> WHAT THIS TASK INVOLVES: In this exercise, every entry is to be copied exactly.

= Beginning of Section =

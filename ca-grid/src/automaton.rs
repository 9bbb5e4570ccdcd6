use std::mem;

use log::{debug, trace};

use crate::animator::Animate;
use crate::canvas::{Canvas, Rect, Rgba};
use crate::cell::GridCell;
use crate::grid::{GridCells, GridSize, Loc, Neighborhood};
use crate::random::RandomSource;

const OUTLINE_COLOR: Rgba = Rgba::BLACK;

/// A grid of cells of one variant, advanced a generation per frame.
#[derive(Debug)]
pub struct Automaton<C>
where
    C: GridCell,
{
    cells: GridCells<C>,
    next_cells: GridCells<C>,
    rand: Box<dyn RandomSource>,
    cell_side: f64,
    generation: u64,
}

impl<C> Automaton<C>
where
    C: GridCell,
{
    pub fn new(cells: GridCells<C>, rand: Box<dyn RandomSource>, cell_side: f64) -> Self {
        assert!(cell_side > 0.0);
        Self {
            next_cells: cells.clone(),
            cells,
            rand,
            cell_side,
            generation: 0,
        }
    }

    pub fn size(&self) -> GridSize {
        self.cells.size()
    }

    pub fn cells(&self) -> &GridCells<C> {
        &self.cells
    }

    pub fn generation(&self) -> u64 {
        self.generation
    }

    pub fn num_live(&self) -> usize {
        self.cells.num_live()
    }

    pub fn cell_rect(&self, loc: Loc) -> Rect {
        Rect::new(
            loc.col as f64 * self.cell_side,
            loc.row as f64 * self.cell_side,
            self.cell_side,
            self.cell_side,
        )
    }

    /// Draws the current generation and replaces it with the next one. Every
    /// cell reads its neighbors from the current generation only.
    pub fn do_frame(&mut self, canvas: &mut dyn Canvas) {
        canvas.clear();
        for loc in self.size().locs() {
            self.draw_cell(loc, canvas);
            self.update_cell(loc);
        }
        mem::swap(&mut self.next_cells, &mut self.cells);
        self.generation += 1;
        debug!(
            "generation {}: {} of {} cells live",
            self.generation,
            self.cells.num_live(),
            self.cells.num_cells()
        );
    }

    fn draw_cell(&self, loc: Loc, canvas: &mut dyn Canvas) {
        canvas.draw_rect(self.cell_rect(loc), self.cells[loc].fill_color(), OUTLINE_COLOR);
    }

    fn update_cell(&mut self, loc: Loc) {
        let cell = self.cells[loc];
        let live_neighbors = Neighborhood::new(&self.cells, loc).num_live_neighbors();
        let next_cell = cell.next(live_neighbors, self.rand.as_mut());
        trace!("{loc:?}: {cell:?} with {live_neighbors} live -> {next_cell:?}");
        self.next_cells[loc] = next_cell;
    }
}

impl<C> Animate for Automaton<C>
where
    C: GridCell,
{
    fn do_frame(&mut self, canvas: &mut dyn Canvas) {
        Automaton::do_frame(self, canvas);
    }
}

= End of Section =

> WORKED SOLUTION:
filename ca-grid/src/automaton.rs
repository 9bbb5e4570ccdcd6
use std::mem;

use log::{debug, trace};

use crate::animator::Animate;
use crate::canvas::{Canvas, Rect, Rgba};
use crate::cell::GridCell;
use crate::grid::{GridCells, GridSize, Loc, Neighborhood};
use crate::random::RandomSource;

const OUTLINE_COLOR: Rgba = Rgba::BLACK;

/// A grid of cells of one variant, advanced a generation per frame.
#[derive(Debug)]
pub struct Automaton<C>
where
    C: GridCell,
{
    cells: GridCells<C>,
    next_cells: GridCells<C>,
    rand: Box<dyn RandomSource>,
    cell_side: f64,
    generation: u64,
}

impl<C> Automaton<C>
where
    C: GridCell,
{
    pub fn new(cells: GridCells<C>, rand: Box<dyn RandomSource>, cell_side: f64) -> Self {
        assert!(cell_side > 0.0);
        Self {
            next_cells: cells.clone(),
            cells,
            rand,
            cell_side,
            generation: 0,
        }
    }

    pub fn size(&self) -> GridSize {
        self.cells.size()
    }

    pub fn cells(&self) -> &GridCells<C> {
        &self.cells
    }

    pub fn generation(&self) -> u64 {
        self.generation
    }

    pub fn num_live(&self) -> usize {
        self.cells.num_live()
    }

    pub fn cell_rect(&self, loc: Loc) -> Rect {
        Rect::new(
            loc.col as f64 * self.cell_side,
            loc.row as f64 * self.cell_side,
            self.cell_side,
            self.cell_side,
        )
    }

    /// Draws the current generation and replaces it with the next one. Every
    /// cell reads its neighbors from the current generation only.
    pub fn do_frame(&mut self, canvas: &mut dyn Canvas) {
        canvas.clear();
        for loc in self.size().locs() {
            self.draw_cell(loc, canvas);
            self.update_cell(loc);
        }
        mem::swap(&mut self.next_cells, &mut self.cells);
        self.generation += 1;
        debug!(
            "generation {}: {} of {} cells live",
            self.generation,
            self.cells.num_live(),
            self.cells.num_cells()
        );
    }

    fn draw_cell(&self, loc: Loc, canvas: &mut dyn Canvas) {
        canvas.draw_rect(self.cell_rect(loc), self.cells[loc].fill_color(), OUTLINE_COLOR);
    }

    fn update_cell(&mut self, loc: Loc) {
        let cell = self.cells[loc];
        let live_neighbors = Neighborhood::new(&self.cells, loc).num_live_neighbors();
        let next_cell = cell.next(live_neighbors, self.rand.as_mut());
        trace!("{loc:?}: {cell:?} with {live_neighbors} live -> {next_cell:?}");
        self.next_cells[loc] = next_cell;
    }
}

impl<C> Animate for Automaton<C>
where
    C: GridCell,
{
    fn do_frame(&mut self, canvas: &mut dyn Canvas) {
        Automaton::do_frame(self, canvas);
    }
}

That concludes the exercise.